*Work to complete*
Please copy out each line of the entries in which "MemoryBus" appears.

Start of Records shown

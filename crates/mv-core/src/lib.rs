//! Instruction decode/execute core for the Eclipse MV minicomputer family.
//!
//! Three overlapping instruction sets share a 16-bit first word: the legacy
//! accumulator machine, the extended-register set and the 32-bit wide set.
//! This crate owns the descriptor table, the opcode classifier, the operand
//! decoder, the addressing-mode resolver, the execution dispatch with both
//! hardware stack disciplines, and the interrupt/fault protocol. Memory and
//! the peripheral bus are collaborators consumed through the [`MemoryBus`]
//! and [`IoBus`] contracts.

/// Physical address model: rings, offsets, byte pointers.
pub mod addr;
pub use addr::{Address, NO_ATU_MASK, OFFSET_MASK, PHYS_MASK, RING_MASK, SEGMENT_COUNT};

/// Error taxonomy for fatal and stop-worthy conditions.
pub mod fault;
pub use fault::{CpuError, StackFault, StackFaultCode};

/// Instruction descriptors for the three instruction sets.
pub mod isa;
pub use isa::{InstrClass, InstrDescriptor, InstrFormat, InstrIndex, INSTRUCTION_TABLE};

/// Start-up-built opcode classification.
pub mod classify;
pub use classify::OpcodeClassifier;

/// Operand decode pipeline and disassembly.
pub mod decode;
pub use decode::{AddrMode, DecodedInstruction, Decoder, OperandPayload, Radix};

/// Effective-address resolution with bounded indirection chains.
pub mod resolve;
pub use resolve::{resolve_15bit, resolve_31bit, resolve_8bit, resolve_byte};

/// Memory collaborator contract and the flat reference implementation.
pub mod memory;
pub use memory::{FlatMemory, MemoryBus};

/// Peripheral bus collaborator contract.
pub mod bus;
pub use bus::{IoBus, IoFlag, IoReg, IoTest, NullBus, DEV_CPU};

/// Architectural CPU state model primitives.
pub mod state;
pub use state::{CpuState, SbrEntry, StackPhase, PSW_OVK, PSW_OVR};

/// Floating-point wire format conversion.
pub mod fp;

/// The two hardware call-stack disciplines and their fault protocol.
pub mod stack;
pub use stack::{wsp_check_bounds, NARROW_FAULT_VECTOR, WIDE_FAULT_VECTOR};

/// Instruction execution dispatch.
pub mod execute;
pub use execute::Flow;

/// Interrupt controller.
pub mod interrupt;

/// The processor instance and run loop.
pub mod cpu;
pub use cpu::{Cpu, CpuConfig, RunOptions, RunReport, StopReason};

#[cfg(test)]
use proptest as _;
#[cfg(test)]
use rstest as _;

End of Records shown

*Written solution*
//! the peripheral bus are collaborators consumed through the [`MemoryBus`]
pub use memory::{FlatMemory, MemoryBus};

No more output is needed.